Quiero descansar _ dijo_ , y quiero hacerlo en paz, sin prolongar un sufrimiento que no tiene sentido.

Lo expresó con una calma que nos  atravesó como un relámpago. Tal vez, en nuestro dolor por verla ya tan cansada esperábamos  ver  en ella la angustia, el llanto, la desesperación… pero lo que vimos  en sus ojos fue una claridad que desarmaba.

Ella no tenía miedo. Había aceptado que su cuerpo ya no respondía, que la enfermedad avanzaba sin remedio. Y, en lugar de resistirse con desesperación, eligió reconciliarse con esa certeza. “He vivido lo que me tocaba vivir. He amado, he reído, he aprendido. Ahora me toca soltar amarras y poner proa al infinito desconocido”, parecía querer decirnos.

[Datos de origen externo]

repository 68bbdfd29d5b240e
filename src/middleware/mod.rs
pub mod request_id;
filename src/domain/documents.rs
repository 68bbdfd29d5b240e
use chrono::{DateTime, Utc};
use serde::{Deserialize, Serialize};
use uuid::Uuid;

/// Leading bytes of every PDF file
pub const PDF_MAGIC: &[u8] = b"%PDF";

/// Kind of project document
#[derive(Debug, Clone, Copy, Serialize, Deserialize, PartialEq, Eq)]
#[serde(rename_all = "snake_case")]
pub enum DocType {
    Plan,
    Spec,
}

impl DocType {
    pub fn as_str(&self) -> &'static str {
        match self {
            Self::Plan => "plan",
            Self::Spec => "spec",
        }
    }

    pub fn parse(s: &str) -> Option<Self> {
        match s.trim().to_lowercase().as_str() {
            "plan" => Some(Self::Plan),
            "spec" => Some(Self::Spec),
            _ => None,
        }
    }

    /// Storage folder under the upload root
    pub fn folder(&self) -> &'static str {
        match self {
            Self::Plan => "plans",
            Self::Spec => "specs",
        }
    }
}

#[derive(Debug, Clone, Copy, Serialize, Deserialize, PartialEq, Eq, Default)]
#[serde(rename_all = "snake_case")]
pub enum ParseStatus {
    #[default]
    Pending,
    Parsed,
    Failed,
}

impl ParseStatus {
    pub fn as_str(&self) -> &'static str {
        match self {
            Self::Pending => "pending",
            Self::Parsed => "parsed",
            Self::Failed => "failed",
        }
    }

    pub fn parse(s: &str) -> Self {
        match s {
            "parsed" => Self::Parsed,
            "failed" => Self::Failed,
            _ => Self::Pending,
        }
    }
}

/// Check an uploaded file before it is stored.
pub fn validate_upload(filename: &str, bytes: &[u8], max_bytes: usize) -> Result<(), String> {
    if !filename.to_lowercase().ends_with(".pdf") {
        return Err("Only PDF files are accepted".to_string());
    }
    if bytes.is_empty() {
        return Err("Uploaded file is empty".to_string());
    }
    if bytes.len() > max_bytes {
        return Err(format!(
            "File exceeds the maximum upload size of {} MB",
            max_bytes / (1024 * 1024)
        ));
    }
    if !bytes.starts_with(PDF_MAGIC) {
        return Err("File is not a valid PDF".to_string());
    }
    Ok(())
}

/// Query parameters for listing documents
#[derive(Debug, Clone, Deserialize, Default)]
pub struct DocumentQuery {
    pub doc_type: Option<DocType>,
}

/// Response DTO for a document
#[derive(Debug, Clone, Serialize)]
pub struct DocumentResponse {
    pub id: Uuid,
    pub project_id: Uuid,
    pub doc_type: DocType,
    pub original_filename: String,
    pub file_size: i64,
    pub page_count: Option<i32>,
    pub parse_status: ParseStatus,
    pub parse_method: Option<String>,
    pub parsed_at: Option<DateTime<Utc>>,
    pub uploaded_by: Option<Uuid>,
    pub uploaded_at: DateTime<Utc>,
}

#[cfg(test)]
mod tests {
    use super::*;

    #[test]
    fn doc_type_round_trips_through_storage_names() {
        assert_eq!(DocType::parse(" Plan "), Some(DocType::Plan));
        assert_eq!(DocType::parse("spec"), Some(DocType::Spec));
        assert_eq!(DocType::parse("addendum"), None);
        assert_eq!(DocType::Plan.folder(), "plans");
    }

    #[test]
    fn upload_validation() {
        let pdf = b"%PDF-1.7\n...";
        assert!(validate_upload("A1-site.PDF", pdf, 1024).is_ok());
        assert!(validate_upload("site.dwg", pdf, 1024).is_err());
        assert!(validate_upload("site.pdf", b"", 1024).is_err());
        assert!(validate_upload("site.pdf", b"GIF89a", 1024).is_err());
        assert!(validate_upload("site.pdf", pdf, 4).is_err());
    }
}
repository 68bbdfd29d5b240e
//! Takeoff items: quantities taken off the plans for one project.

use axum::{
    extract::{Path, State},
    response::IntoResponse,
    Json,
};
use chrono::{DateTime, Utc};
use rust_decimal::Decimal;
use std::sync::Arc;
use uuid::Uuid;

use super::{require_project, trimmed, validated};
use crate::api::{Created, DataResponse, MessageResponse};
use crate::app::AppState;
use crate::auth::RequireTenant;
use crate::domain::takeoff::{
    normalize_unit, CreateTakeoffRequest, SetMatchRequest, TakeoffItemResponse, UpdateTakeoffRequest,
};
use crate::domain::{decimal_to_f64, f64_to_decimal};
use crate::error::ApiError;

#[derive(Debug, Clone, sqlx::FromRow)]
pub(crate) struct TakeoffRow {
    pub id: Uuid,
    pub project_id: Uuid,
    pub document_id: Option<Uuid>,
    pub label: String,
    pub qty: Decimal,
    pub unit: String,
    pub category: Option<String>,
    pub source_page: Option<i32>,
    pub notes: Option<String>,
    pub matched_material_id: Option<Uuid>,
    pub match_confidence: Option<Decimal>,
    pub unit_price: Option<Decimal>,
    pub total_price: Option<Decimal>,
    pub created_at: DateTime<Utc>,
    pub updated_at: DateTime<Utc>,
}

impl From<TakeoffRow> for TakeoffItemResponse {
    fn from(row: TakeoffRow) -> Self {
        Self {
            id: row.id,
            project_id: row.project_id,
            document_id: row.document_id,
            label: row.label,
            qty: decimal_to_f64(row.qty),
            unit: row.unit,
            category: row.category,
            source_page: row.source_page,
            notes: row.notes,
            matched_material_id: row.matched_material_id,
            match_confidence: row.match_confidence.map(decimal_to_f64),
            unit_price: row.unit_price.map(decimal_to_f64),
            total_price: row.total_price.map(decimal_to_f64),
            created_at: row.created_at,
            updated_at: row.updated_at,
        }
    }
}

pub(crate) const TAKEOFF_COLUMNS: &str = "id, project_id, document_id, label, qty, unit, category, \
     source_page, notes, matched_material_id, match_confidence, unit_price, total_price, \
     created_at, updated_at";

/// All takeoff items of a project in entry order
pub(crate) async fn load_takeoffs(
    db: &sqlx::PgPool,
    project_id: Uuid,
) -> Result<Vec<TakeoffRow>, ApiError> {
    let rows = sqlx::query_as(&format!(
        "SELECT {} FROM takeoff_items WHERE project_id = $1 ORDER BY created_at, id",
        TAKEOFF_COLUMNS
    ))
    .bind(project_id)
    .fetch_all(db)
    .await?;
    Ok(rows)
}

/// A catalog material pinned onto a takeoff item
#[derive(Debug, Clone)]
pub(crate) struct AppliedMatch {
    pub material_id: Uuid,
    pub unit_price: Decimal,
    pub category: Option<String>,
    pub confidence: Decimal,
}

/// Store a match; the line total is recomputed from the row's quantity.
pub(crate) async fn store_match<'e, E>(
    executor: E,
    takeoff_id: Uuid,
    applied: &AppliedMatch,
) -> Result<Option<TakeoffRow>, sqlx::Error>
where
    E: sqlx::PgExecutor<'e>,
{
    sqlx::query_as(&format!(
        r#"
        UPDATE takeoff_items SET
            matched_material_id = $2,
            unit_price = $3,
            total_price = ROUND(qty * $3, 2),
            category = COALESCE($4, category),
            match_confidence = $5,
            updated_at = NOW()
        WHERE id = $1
        RETURNING {}
        "#,
        TAKEOFF_COLUMNS
    ))
    .bind(takeoff_id)
    .bind(applied.material_id)
    .bind(applied.unit_price)
    .bind(&applied.category)
    .bind(applied.confidence)
    .fetch_optional(executor)
    .await
}

fn qty_decimal(qty: f64) -> Result<Decimal, ApiError> {
    f64_to_decimal(qty).ok_or_else(|| ApiError::bad_request("Quantity must be a number"))
}

/// GET /projects/:project_id/takeoffs
pub async fn list_takeoffs(
    State(state): State<Arc<AppState>>,
    tenant: RequireTenant,
    Path(project_id): Path<Uuid>,
) -> Result<impl IntoResponse, ApiError> {
    require_project(&state.db, tenant.company_id, project_id).await?;

    let rows = load_takeoffs(&state.db, project_id).await?;
    let data: Vec<TakeoffItemResponse> = rows.into_iter().map(Into::into).collect();
    Ok(Json(DataResponse::new(data)))
}

/// POST /projects/:project_id/takeoffs
pub async fn create_takeoff(
    State(state): State<Arc<AppState>>,
    tenant: RequireTenant,
    Path(project_id): Path<Uuid>,
    Json(req): Json<CreateTakeoffRequest>,
) -> Result<impl IntoResponse, ApiError> {
    validated(req.validate())?;
    require_project(&state.db, tenant.company_id, project_id).await?;

    if let Some(document_id) = req.document_id {
        let exists: bool = sqlx::query_scalar(
            "SELECT EXISTS(SELECT 1 FROM project_documents WHERE id = $1 AND project_id = $2)",
        )
        .bind(document_id)
        .bind(project_id)
        .fetch_one(&state.db)
        .await?;
        if !exists {
            return Err(ApiError::not_found("Document not found"));
        }
    }

    let row: TakeoffRow = sqlx::query_as(&format!(
        r#"
        INSERT INTO takeoff_items (project_id, document_id, label, qty, unit, category,
                                   source_page, notes)
        VALUES ($1, $2, $3, $4, $5, $6, $7, $8)
        RETURNING {}
        "#,
        TAKEOFF_COLUMNS
    ))
    .bind(project_id)
    .bind(req.document_id)
    .bind(req.label.trim())
    .bind(qty_decimal(req.qty)?)
    .bind(normalize_unit(req.unit.as_deref()))
    .bind(trimmed(req.category))
    .bind(req.source_page)
    .bind(trimmed(req.notes))
    .fetch_one(&state.db)
    .await?;

    tracing::info!(
        user_id = %tenant.user_id,
        project_id = %project_id,
        takeoff_id = %row.id,
        "Takeoff item created"
    );

    Ok(Created(TakeoffItemResponse::from(row)))
}

/// PATCH /projects/:project_id/takeoffs/:takeoff_id
pub async fn update_takeoff(
    State(state): State<Arc<AppState>>,
    tenant: RequireTenant,
    Path((project_id, takeoff_id)): Path<(Uuid, Uuid)>,
    Json(req): Json<UpdateTakeoffRequest>,
) -> Result<impl IntoResponse, ApiError> {
    validated(req.validate())?;
    require_project(&state.db, tenant.company_id, project_id).await?;

    let qty = req.qty.map(qty_decimal).transpose()?;
    let unit = req.unit.as_deref().map(|u| normalize_unit(Some(u)));

    // A priced line keeps its total in step with the quantity
    let row: TakeoffRow = sqlx::query_as(&format!(
        r#"
        UPDATE takeoff_items SET
            label = COALESCE($3, label),
            qty = COALESCE($4, qty),
            unit = COALESCE($5, unit),
            category = COALESCE($6, category),
            source_page = COALESCE($7, source_page),
            notes = COALESCE($8, notes),
            total_price = CASE
                WHEN unit_price IS NULL THEN total_price
                ELSE ROUND(COALESCE($4, qty) * unit_price, 2)
            END,
            updated_at = NOW()
        WHERE id = $1 AND project_id = $2
        RETURNING {}
        "#,
        TAKEOFF_COLUMNS
    ))
    .bind(takeoff_id)
    .bind(project_id)
    .bind(trimmed(req.label))
    .bind(qty)
    .bind(unit)
    .bind(trimmed(req.category))
    .bind(req.source_page)
    .bind(trimmed(req.notes))
    .fetch_optional(&state.db)
    .await?
    .ok_or_else(|| ApiError::not_found("Takeoff item not found"))?;

    tracing::info!(
        user_id = %tenant.user_id,
        project_id = %project_id,
        takeoff_id = %takeoff_id,
        "Takeoff item updated"
    );

    Ok(Json(DataResponse::new(TakeoffItemResponse::from(row))))
}

/// DELETE /projects/:project_id/takeoffs/:takeoff_id
pub async fn delete_takeoff(
    State(state): State<Arc<AppState>>,
    tenant: RequireTenant,
    Path((project_id, takeoff_id)): Path<(Uuid, Uuid)>,
) -> Result<impl IntoResponse, ApiError> {
    require_project(&state.db, tenant.company_id, project_id).await?;

    let result = sqlx::query("DELETE FROM takeoff_items WHERE id = $1 AND project_id = $2")
        .bind(takeoff_id)
        .bind(project_id)
        .execute(&state.db)
        .await?;

    if result.rows_affected() == 0 {
        return Err(ApiError::not_found("Takeoff item not found"));
    }

    tracing::info!(
        user_id = %tenant.user_id,
        project_id = %project_id,
        takeoff_id = %takeoff_id,
        "Takeoff item deleted"
    );

    Ok(Json(MessageResponse::new("Takeoff item deleted")))
}

/// DELETE /projects/:project_id/takeoffs
pub async fn delete_all_takeoffs(
    State(state): State<Arc<AppState>>,
    tenant: RequireTenant,
    Path(project_id): Path<Uuid>,
) -> Result<impl IntoResponse, ApiError> {
    require_project(&state.db, tenant.company_id, project_id).await?;

    let result = sqlx::query("DELETE FROM takeoff_items WHERE project_id = $1")
        .bind(project_id)
        .execute(&state.db)
        .await?;

    tracing::info!(
        user_id = %tenant.user_id,
        project_id = %project_id,
        deleted = result.rows_affected(),
        "Takeoff items cleared"
    );

    Ok(Json(MessageResponse::new(format!(
        "{} takeoff items deleted",
        result.rows_affected()
    ))))
}

#[derive(Debug, sqlx::FromRow)]
struct MaterialPrice {
    unit_price: Decimal,
    category: String,
}

/// PUT /projects/:project_id/takeoffs/:takeoff_id/match
///
/// A `null` material clears the match and the pricing that came with it.
pub async fn set_takeoff_match(
    State(state): State<Arc<AppState>>,
    tenant: RequireTenant,
    Path((project_id, takeoff_id)): Path<(Uuid, Uuid)>,
    Json(req): Json<SetMatchRequest>,
) -> Result<impl IntoResponse, ApiError> {
    require_project(&state.db, tenant.company_id, project_id).await?;

    let row: Option<TakeoffRow> = match req.material_id {
        Some(material_id) => {
            let material: MaterialPrice = sqlx::query_as(
                "SELECT unit_price, category FROM materials WHERE id = $1 AND company_id = $2",
            )
            .bind(material_id)
            .bind(tenant.company_id)
            .fetch_optional(&state.db)
            .await?
            .ok_or_else(|| ApiError::not_found("Material not found"))?;

            let belongs: bool = sqlx::query_scalar(
                "SELECT EXISTS(SELECT 1 FROM takeoff_items WHERE id = $1 AND project_id = $2)",
            )
            .bind(takeoff_id)
            .bind(project_id)
            .fetch_one(&state.db)
            .await?;
            if !belongs {
                return Err(ApiError::not_found("Takeoff item not found"));
            }

            let applied = AppliedMatch {
                material_id,
                unit_price: material.unit_price,
                category: Some(material.category),
                confidence: Decimal::ONE,
            };
            store_match(&state.db, takeoff_id, &applied).await?
        }
        None => {
            sqlx::query_as(&format!(
                r#"
                UPDATE takeoff_items SET
                    matched_material_id = NULL,
                    match_confidence = NULL,
                    unit_price = NULL,
                    total_price = NULL,
                    updated_at = NOW()
                WHERE id = $1 AND project_id = $2
                RETURNING {}
                "#,
                TAKEOFF_COLUMNS
            ))
            .bind(takeoff_id)
            .bind(project_id)
            .fetch_optional(&state.db)
            .await?
        }
    };

    let row = row.ok_or_else(|| ApiError::not_found("Takeoff item not found"))?;

    tracing::info!(
        user_id = %tenant.user_id,
        project_id = %project_id,
        takeoff_id = %takeoff_id,
        material_id = ?req.material_id,
        "Takeoff match set"
    );

    Ok(Json(DataResponse::new(TakeoffItemResponse::from(row))))
}

#[cfg(test)]
mod tests {
    use super::*;
    use std::str::FromStr;

    #[test]
    fn non_finite_quantity_is_rejected() {
        assert!(qty_decimal(f64::NAN).is_err());
        assert_eq!(qty_decimal(2.5).unwrap(), Decimal::from_str("2.5").unwrap());
    }
}
use crate::config::Environment;
use tracing_subscriber::{layer::SubscriberExt, util::SubscriberInitExt, EnvFilter};

fn default_directives(env: &Environment) -> &'static str {
    match env {
        Environment::Dev => "bidcraft_backend=debug,tower_http=debug,sqlx=warn,info",
        Environment::Staging => "bidcraft_backend=debug,tower_http=info,sqlx=warn,info",
        Environment::Prod => "bidcraft_backend=info,tower_http=info,warn",
    }
}

pub fn init_logging(env: &Environment) {
    let filter = EnvFilter::try_from_default_env()
        .unwrap_or_else(|_| EnvFilter::new(default_directives(env)));

    let fmt_layer = tracing_subscriber::fmt::layer()
        .with_target(true)
        .with_thread_ids(false)
        .with_file(env.is_dev())
        .with_line_number(env.is_dev());

    // JSON lines in production, pretty output elsewhere
    if env.is_prod() {
        tracing_subscriber::registry()
            .with(filter)
            .with(fmt_layer.json())
            .init();
    } else {
        tracing_subscriber::registry()
            .with(filter)
            .with(fmt_layer.pretty())
            .init();
    }

    tracing::info!("Logging initialized for {:?} environment", env);
}

#[cfg(test)]
mod tests {
    use super::*;

    #[test]
    fn default_directives_parse() {
        for env in [Environment::Dev, Environment::Staging, Environment::Prod] {
            assert!(EnvFilter::try_new(default_directives(&env)).is_ok());
        }
    }
}
//! Supabase access-token verification against the project's JWKS.
//!
//! Supabase signs with RS256 on older projects and ES256 on newer ones, so
//! both key types are accepted. The key set is refetched when it is older
//! than the TTL or when a token names an unknown `kid`.

use anyhow::{bail, Context, Result};
use jsonwebtoken::{decode, decode_header, Algorithm, DecodingKey, Validation};
use parking_lot::RwLock;
use reqwest::Client;
use serde::Deserialize;
use std::collections::HashMap;
use std::sync::Arc;
use std::time::{Duration, Instant};

use super::Claims;
use crate::config::Settings;

/// Minimum gap between two fetches of the key set
const REFETCH_COOLDOWN: Duration = Duration::from_secs(5);

#[derive(Debug, Deserialize)]
struct JwkSet {
    keys: Vec<Jwk>,
}

#[derive(Debug, Clone, Deserialize)]
struct Jwk {
    kid: String,
    kty: String,
    #[serde(default, rename = "use")]
    usage: Option<String>,
    // RSA
    #[serde(default)]
    n: Option<String>,
    #[serde(default)]
    e: Option<String>,
    // EC
    #[serde(default)]
    crv: Option<String>,
    #[serde(default)]
    x: Option<String>,
    #[serde(default)]
    y: Option<String>,
}

impl Jwk {
    /// Decoding key and the only algorithm accepted with it
    fn decoding_key(&self) -> Result<(DecodingKey, Algorithm)> {
        if self.usage.as_deref().is_some_and(|u| u != "sig") {
            bail!("key {} is not a signing key", self.kid);
        }
        match self.kty.as_str() {
            "RSA" => {
                let (n, e) = self.n.as_deref().zip(self.e.as_deref()).context("RSA key missing n/e")?;
                Ok((DecodingKey::from_rsa_components(n, e)?, Algorithm::RS256))
            }
            "EC" if self.crv.as_deref() == Some("P-256") => {
                let (x, y) = self.x.as_deref().zip(self.y.as_deref()).context("EC key missing x/y")?;
                Ok((DecodingKey::from_ec_components(x, y)?, Algorithm::ES256))
            }
            other => bail!("unsupported key type {}", other),
        }
    }
}

#[derive(Default)]
struct KeyRing {
    keys: HashMap<String, (DecodingKey, Algorithm)>,
    fetched_at: Option<Instant>,
}

#[derive(Clone)]
pub struct JwksCache {
    ring: Arc<RwLock<KeyRing>>,
    http: Client,
    jwks_url: String,
    issuer: String,
    audience: String,
    ttl: Duration,
}

impl JwksCache {
    pub fn new(http: Client, settings: &Settings) -> Self {
        Self {
            ring: Arc::new(RwLock::new(KeyRing::default())),
            http,
            jwks_url: settings.supabase_jwt_jwks_url.clone(),
            issuer: settings.supabase_jwt_issuer.clone(),
            audience: settings.supabase_jwt_audience.clone(),
            ttl: Duration::from_secs(settings.jwks_cache_ttl_seconds),
        }
    }

    /// Verify signature, expiry, issuer and audience.
    pub async fn verify_token(&self, token: &str) -> Result<Claims> {
        let header = decode_header(token).context("Invalid JWT header")?;
        let kid = header.kid.context("JWT missing kid header")?;
        let (key, algorithm) = self.key_for(&kid).await?;

        if header.alg != algorithm {
            bail!("JWT algorithm {:?} does not match key {}", header.alg, kid);
        }

        let mut validation = Validation::new(algorithm);
        validation.set_issuer(&[&self.issuer]);
        validation.set_audience(&[&self.audience]);

        let data = decode::<Claims>(token, &key, &validation).context("JWT validation failed")?;
        Ok(data.claims)
    }

    fn cached(&self, kid: &str) -> Option<(DecodingKey, Algorithm)> {
        let ring = self.ring.read();
        let fresh = ring.fetched_at.is_some_and(|at| at.elapsed() < self.ttl);
        if fresh {
            ring.keys.get(kid).cloned()
        } else {
            None
        }
    }

    async fn key_for(&self, kid: &str) -> Result<(DecodingKey, Algorithm)> {
        if let Some(found) = self.cached(kid) {
            return Ok(found);
        }
        self.refresh().await?;
        self.ring
            .read()
            .keys
            .get(kid)
            .cloned()
            .with_context(|| format!("Key {} not found in JWKS", kid))
    }

    async fn refresh(&self) -> Result<()> {
        let recently = self
            .ring
            .read()
            .fetched_at
            .is_some_and(|at| at.elapsed() < REFETCH_COOLDOWN);
        if recently {
            return Ok(());
        }

        tracing::debug!(url = %self.jwks_url, "Fetching JWKS");
        let response = self
            .http
            .get(&self.jwks_url)
            .timeout(Duration::from_secs(10))
            .send()
            .await
            .context("Failed to fetch JWKS")?;
        if !response.status().is_success() {
            bail!("JWKS fetch failed with status: {}", response.status());
        }
        let set: JwkSet = response.json().await.context("Failed to parse JWKS")?;

        let keys = load_keys(set);
        let count = keys.len();
        {
            let mut ring = self.ring.write();
            ring.keys = keys;
            ring.fetched_at = Some(Instant::now());
        }

        tracing::info!(keys = count, "JWKS cache refreshed");
        Ok(())
    }

    /// Fetch keys ahead of the first request
    pub async fn warm_cache(&self) -> Result<()> {
        self.refresh().await
    }
}

fn load_keys(set: JwkSet) -> HashMap<String, (DecodingKey, Algorithm)> {
    set.keys
        .into_iter()
        .filter_map(|jwk| match jwk.decoding_key() {
            Ok(key) => Some((jwk.kid, key)),
            Err(e) => {
                tracing::warn!(kid = %jwk.kid, error = %e, "Skipping JWK");
                None
            }
        })
        .collect()
}

#[cfg(test)]
mod tests {
    use super::*;

    #[test]
    fn keeps_signing_keys_only() {
        let set: JwkSet = serde_json::from_value(serde_json::json!({
            "keys": [
                {
                    "kid": "ec-1", "kty": "EC", "use": "sig", "crv": "P-256",
                    "x": "f83OJ3D2xF1Bg8vub9tLe1gHMzV76e8Tus9uPHvRVEU",
                    "y": "x_FEzRu9m36HLN_tue659LNpXW6pCyStikYjKIWI5a0"
                },
                { "kid": "enc-1", "kty": "RSA", "use": "enc", "n": "AQAB", "e": "AQAB" },
                { "kid": "oct-1", "kty": "oct" }
            ]
        }))
        .unwrap();

        let keys = load_keys(set);
        assert_eq!(keys.len(), 1);
        assert_eq!(keys.get("ec-1").map(|(_, alg)| *alg), Some(Algorithm::ES256));
    }

    #[test]
    fn rsa_keys_need_modulus_and_exponent() {
        let jwk: Jwk = serde_json::from_value(serde_json::json!({
            "kid": "rsa-1", "kty": "RSA", "e": "AQAB"
        }))
        .unwrap();
        assert!(jwk.decoding_key().is_err());
    }
}
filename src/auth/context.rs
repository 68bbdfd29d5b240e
use super::Claims;
use uuid::Uuid;

/// Caller identity taken from a verified access token
#[derive(Debug, Clone)]
pub struct AuthContext {
    pub user_id: Uuid,
    pub email: Option<String>,
    pub display_name: Option<String>,

    /// Raw bearer token, forwarded on sign-out
    token: String,
}

impl AuthContext {
    pub fn from_claims_with_token(claims: &Claims, token: &str) -> Result<Self, &'static str> {
        let user_id = Uuid::parse_str(&claims.sub).map_err(|_| "Invalid user ID in token")?;

        Ok(Self {
            user_id,
            email: claims.email.clone(),
            display_name: claims.display_name().map(str::to_string),
            token: token.to_string(),
        })
    }

    pub fn token(&self) -> &str {
        &self.token
    }
}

Lo más sorprendente fue lo que hizo después. En vez de encerrarse en sí misma, decidió abrir su corazón una vez más. Llamó a sus allegados, uno por uno, para despedirse. No con la solemnidad de un adiós trágico, sino con la gratitud de quien entrega un regalo. Sus palabras eran semillas de amor:

_Gracias por estar en mi vida.

_Recuérdame con alegría, no con pena.

_ Me voy tranquila, porque os llevo dentro._ dijo con un susurro de voz.

Yo, mientras la miraba con su mano delgada y pálida entre las mías, me sentía desnuda, como si la piel me sobrara y no pudiera protegerme de la verdad que caía sobre mí. Estaba allí como testigo directo, como amiga, y me costaba tanto sostener esa serenidad que ella mostraba con tanta naturalidad. Yo lloraba por dentro, como quien sabe que se acerca un desgarro inevitable. Y, sin embargo, ella fue quien me sostuvo a mí: su mano frágil, temblorosa, apretó  la mía y, con esa simple presión, me transmitió una fuerza que ni sé de dónde sacaba.

Comprendí entonces que el coraje no siempre se muestra luchando contra lo imposible, sino sabiendo rendirse con dignidad cuando ya no hay más camino. Carmen  no se rindió a la enfermedad: se rindió a la vida misma, aceptando que todo tiene un límite. Fue ella quien eligió cómo quería irse, con respeto hacia sí misma y hacia los que la rodeábamos.

Aquella tarde, mientras se despedía, habló  de la certeza de que la parte física de nuestro ser había llegado al final de su  un viaje.

_ No sé qué hay después _me confesó—, pero me voy con la serenidad de quien entrega sus cosas en orden, de quien no deja deudas de amor pendientes.

 Me quedé pensando en esa imagen: partir ligero, sin rencores, sin cuentas por saldar. ¿Cuántos de nosotros podremos hacerlo así?

Yo me sentí tan pequeña, tan vulnerable, tan despojada… Me vi frente a un espejo que me devolvía mi propio temor a morir, mi propia fragilidad. Pero en su gesto había una enseñanza: que la muerte no es un monstruo, sino un paso natural que puede afrontarse con calma, si hemos aprendido a vivir con verdad.

Cuando la sedaron, la vi cerrar los ojos como quien se deja llevar por un sueño ignoto. No hubo dramatismo, no hubo gritos ni resistencias. Fue un acto de confianza, un abandono consciente. Y en esa escena, que tantas veces había temido, descubrí una belleza extraña y profunda.

Hoy, al recordarla, siento que lo que hizo fue dejarnos una lección viva: nos mostró que la muerte también puede ser un acto de respeto y cordura, una despedida serena que ilumina a los que quedamos. Ella partió, pero nos regaló la certeza de que hasta el último instante se puede elegir cómo vivir, incluso cómo morir. Y yo, su amiga, me quedé con el vacío inevitable, con la desnudez del alma… pero también con el privilegio inmenso de haber sido testigo de su valentía.